Just think now about saying to another person as you look into their eyes, “God bless you and keep you.” Emphasize you. This needs to be very personal. “God bless you and keep you. God make his face to shine upon you.” There’s so much about the face of God in the Bible. One of the most precious things that we can have is living before the shining face of God. Now, if you have trouble with the shining face, find a grandparent somewhere and watch their face shine on their grandchild; that can give you a little idea. There is such radiance that comes out of a person with the shining face. And your face is meant to shine. Glory is meant to be shared from God to human beings. Glory always shines. It always shines. 

Now you are asking that God’s shining face be over the person you are talking to. “The Lord make his face to shine upon you. The Lord be gracious unto you.” Gracious means the flow of love and his activity in creating what is good. “Be gracious unto you.” Again, don’t hurry. Just go meditatively over it: “The Lord bless you and keep you; the Lord make his face shine upon you and be gracious to you; the Lord lift up his countenance upon you.” That’s interesting language drawn from how we relate to one another as persons. “Lift up” means something like, “May the Lord look right at you personally.” 

God’s Presence in Blessing 

This is about the manifest presence of God. We know that God is present everywhere, but he is not manifest everywhere. The invocation, the blessing, is designed to project that presence of God in a manifest way to the person you are talking to. “The Lord lift up his countenance upon you and give you peace.” Peace comes in the presence of God, in having God’s shining face over you and in having him looking to you.

The psalm says the Lord’s ears are open to the righteous. His eyes are open to the righteous. His ears are open to their cry. To live in that atmosphere is what we’re asking in a blessing. We’re asking for an entire atmosphere of God’s reality to be present on the person we are blessing** under the invocation of God. So think of the depth of each phrase.
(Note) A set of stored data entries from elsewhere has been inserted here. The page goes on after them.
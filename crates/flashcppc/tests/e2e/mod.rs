//! End-to-end tests driving the `flashcppc` binary directly (§6.1).

mod cli_tests;
mod compilation_tests;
/// Stack-slot offsets (relative to `rbp`) and the final frame size for one
/// function. Slots are packed in declaration order rather than reusing
/// `StackFrame`'s fixed 8-byte-per-local layout, since a local's size here
/// is whatever its semantic type actually needs.
struct FrameLayout {
    offsets: FxHashMap<StackSlot, i32>,
    size: u32,
}

fn layout_frame(irf: &IrFunction, table: &TypeTable) -> FrameLayout {
    let mut slots: Vec<StackSlot> = irf.slot_types.keys().copied().collect();
    slots.sort_by_key(|s| s.index());

    let mut offsets = FxHashMap::default();
    let mut cursor: i64 = 0;
    for slot in slots {
        let ty = irf.slot_types[&slot];
        let size = table.size_of(ty).max(1) as i64;
        let align = table.align_of(ty).max(1) as i64;
        cursor += size;
        cursor = align_up(cursor, align);
        offsets.insert(slot, -(cursor as i32));
    }
    let size = align_up(cursor, 16) as u32;
    FrameLayout { offsets, size }
}

fn align_up(v: i64, align: i64) -> i64 {
    (v + align - 1) / align * align
}

fn width_of(table: &TypeTable, ty: flashcpp_par::TypeIndex) -> RegisterWidth {
    match table.size_of(ty) {
        1 => RegisterWidth::W8,
        2 => RegisterWidth::W16,
        4 => RegisterWidth::W32,
        _ => RegisterWidth::W64,
    }
}

struct Lowerer<'a> {
    table: &'a TypeTable,
    target: Target,
    frame: FrameLayout,
    categories: &'a FxHashMap<TempVar, ValueCategory>,
    regs: FxHashMap<TempVar, VirtualRegister>,
    labels: FxHashMap<LabelId, String>,
    next_reg: u32,
    next_label_ordinal: u32,
    epilogue_label: String,
    out: Vec<Instruction>,
}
"Asking for an entire atmosphere of God’s reality to be present" is the meaning of Num 6:27 'So they will put my name on....'  

So the Aaronic Blessing is a profound revelation of the actual nature of God:  

  • God's nature is to do good to people and to protect them.
  • God is a God who delights over and is gracious towards people.  
  • God is a God who is interested in people and pays attention to them.  
  • God is a God who brings peace into people's lives.

As we give and receive the Aaronic Blessing, let's appreciate more deeply the wonderful goodness of God.